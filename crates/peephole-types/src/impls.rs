//! [`Inspect`] implementations for standard library types.
//!
//! - Numbers, `bool`, `char`, and strings are scalars.
//! - `Box`, `Rc`, `Arc`, and `Option` are pointers. They forward
//!   capability queries to their target so a custom summary on `Bar`
//!   still applies when the field is an `Option<Box<Bar>>`.
//! - `Vec`, `VecDeque`, and arrays are collections.
//! - Maps with displayable keys are struct-shaped, one field per key.

use std::borrow::Cow;
use std::collections::{BTreeMap, HashMap, VecDeque};
use std::fmt::Display;
use std::rc::Rc;
use std::sync::Arc;

use crate::capability::{Inspector, Render, Summarizer};
use crate::inspect::{Field, Inspect, Shape};

macro_rules! impl_inspect_scalar {
    ($($ty:ty),* $(,)?) => {
        $(
            impl Inspect for $ty {
                fn shape(&self) -> Shape<'_> {
                    Shape::Scalar(self)
                }
            }
        )*
    };
}

impl_inspect_scalar!(
    bool,
    char,
    i8,
    i16,
    i32,
    i64,
    i128,
    isize,
    u8,
    u16,
    u32,
    u64,
    u128,
    usize,
    f32,
    f64,
    String,
    Cow<'static, str>,
    std::net::IpAddr,
    std::net::SocketAddr,
);

/// Implements a forwarding pointer for a smart pointer type whose target
/// may be unsized.
macro_rules! impl_inspect_pointer {
    ($($ptr:ident),* $(,)?) => {
        $(
            impl<T: Inspect + ?Sized> Inspect for $ptr<T> {
                fn shape(&self) -> Shape<'_> {
                    Shape::Pointer(Some((**self).as_inspect()))
                }

                fn as_inspector(&self) -> Option<&dyn Inspector> {
                    (**self).as_inspector()
                }

                fn as_summarizer(&self) -> Option<&dyn Summarizer> {
                    (**self).as_summarizer()
                }

                fn as_render(&self) -> Option<&dyn Render> {
                    (**self).as_render()
                }
            }
        )*
    };
}

impl_inspect_pointer!(Box, Rc, Arc);

impl<T: Inspect> Inspect for Option<T> {
    fn shape(&self) -> Shape<'_> {
        Shape::Pointer(self.as_ref().map(|target| target as &dyn Inspect))
    }

    fn as_inspector(&self) -> Option<&dyn Inspector> {
        self.as_ref().and_then(Inspect::as_inspector)
    }

    fn as_summarizer(&self) -> Option<&dyn Summarizer> {
        self.as_ref().and_then(Inspect::as_summarizer)
    }

    fn as_render(&self) -> Option<&dyn Render> {
        self.as_ref().and_then(Inspect::as_render)
    }
}

impl<T: Inspect> Inspect for Vec<T> {
    fn shape(&self) -> Shape<'_> {
        Shape::Collection(self.iter().map(|item| item as &dyn Inspect).collect())
    }
}

impl<T: Inspect> Inspect for VecDeque<T> {
    fn shape(&self) -> Shape<'_> {
        Shape::Collection(self.iter().map(|item| item as &dyn Inspect).collect())
    }
}

impl<T: Inspect, const N: usize> Inspect for [T; N] {
    fn shape(&self) -> Shape<'_> {
        Shape::Collection(self.iter().map(|item| item as &dyn Inspect).collect())
    }
}

impl<K: Display, V: Inspect> Inspect for BTreeMap<K, V> {
    fn shape(&self) -> Shape<'_> {
        Shape::Struct(
            self.iter()
                .map(|(key, value)| Field::new(key.to_string(), value))
                .collect(),
        )
    }
}

impl<K: Display, V: Inspect, S> Inspect for HashMap<K, V, S> {
    fn shape(&self) -> Shape<'_> {
        let mut fields: Vec<Field<'_>> = self
            .iter()
            .map(|(key, value)| Field::new(key.to_string(), value))
            .collect();
        fields.sort_by(|a, b| a.name.cmp(&b.name));
        Shape::Struct(fields)
    }
}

──────

_WHAT THE TASK REQUIRES_
The whole listing above needs to be written out again exactly.

_RESULT_
filename crates/peephole-types/src/impls.rs
//! [`Inspect`] implementations for standard library types.
//!
//! - Numbers, `bool`, `char`, and strings are scalars.
//! - `Box`, `Rc`, `Arc`, and `Option` are pointers. They forward
//!   capability queries to their target so a custom summary on `Bar`
//!   still applies when the field is an `Option<Box<Bar>>`.
//! - `Vec`, `VecDeque`, and arrays are collections.
//! - Maps with displayable keys are struct-shaped, one field per key.

use std::borrow::Cow;
use std::collections::{BTreeMap, HashMap, VecDeque};
use std::fmt::Display;
use std::rc::Rc;
use std::sync::Arc;

use crate::capability::{Inspector, Render, Summarizer};
use crate::inspect::{Field, Inspect, Shape};

macro_rules! impl_inspect_scalar {
    ($($ty:ty),* $(,)?) => {
        $(
            impl Inspect for $ty {
                fn shape(&self) -> Shape<'_> {
                    Shape::Scalar(self)
                }
            }
        )*
    };
}

impl_inspect_scalar!(
    bool,
    char,
    i8,
    i16,
    i32,
    i64,
    i128,
    isize,
    u8,
    u16,
    u32,
    u64,
    u128,
    usize,
    f32,
    f64,
    String,
    Cow<'static, str>,
    std::net::IpAddr,
    std::net::SocketAddr,
);

/// Implements a forwarding pointer for a smart pointer type whose target
/// may be unsized.
macro_rules! impl_inspect_pointer {
    ($($ptr:ident),* $(,)?) => {
        $(
            impl<T: Inspect + ?Sized> Inspect for $ptr<T> {
                fn shape(&self) -> Shape<'_> {
                    Shape::Pointer(Some((**self).as_inspect()))
                }

                fn as_inspector(&self) -> Option<&dyn Inspector> {
                    (**self).as_inspector()
                }

                fn as_summarizer(&self) -> Option<&dyn Summarizer> {
                    (**self).as_summarizer()
                }

                fn as_render(&self) -> Option<&dyn Render> {
                    (**self).as_render()
                }
            }
        )*
    };
}

impl_inspect_pointer!(Box, Rc, Arc);

impl<T: Inspect> Inspect for Option<T> {
    fn shape(&self) -> Shape<'_> {
        Shape::Pointer(self.as_ref().map(|target| target as &dyn Inspect))
    }

    fn as_inspector(&self) -> Option<&dyn Inspector> {
        self.as_ref().and_then(Inspect::as_inspector)
    }

    fn as_summarizer(&self) -> Option<&dyn Summarizer> {
        self.as_ref().and_then(Inspect::as_summarizer)
    }

    fn as_render(&self) -> Option<&dyn Render> {
        self.as_ref().and_then(Inspect::as_render)
    }
}

impl<T: Inspect> Inspect for Vec<T> {
    fn shape(&self) -> Shape<'_> {
        Shape::Collection(self.iter().map(|item| item as &dyn Inspect).collect())
    }
}

impl<T: Inspect> Inspect for VecDeque<T> {
    fn shape(&self) -> Shape<'_> {
        Shape::Collection(self.iter().map(|item| item as &dyn Inspect).collect())
    }
}

impl<T: Inspect, const N: usize> Inspect for [T; N] {
    fn shape(&self) -> Shape<'_> {
        Shape::Collection(self.iter().map(|item| item as &dyn Inspect).collect())
    }
}

impl<K: Display, V: Inspect> Inspect for BTreeMap<K, V> {
    fn shape(&self) -> Shape<'_> {
        Shape::Struct(
            self.iter()
                .map(|(key, value)| Field::new(key.to_string(), value))
                .collect(),
        )
    }
}

impl<K: Display, V: Inspect, S> Inspect for HashMap<K, V, S> {
    fn shape(&self) -> Shape<'_> {
        let mut fields: Vec<Field<'_>> = self
            .iter()
            .map(|(key, value)| Field::new(key.to_string(), value))
            .collect();
        fields.sort_by(|a, b| a.name.cmp(&b.name));
        Shape::Struct(fields)
    }
}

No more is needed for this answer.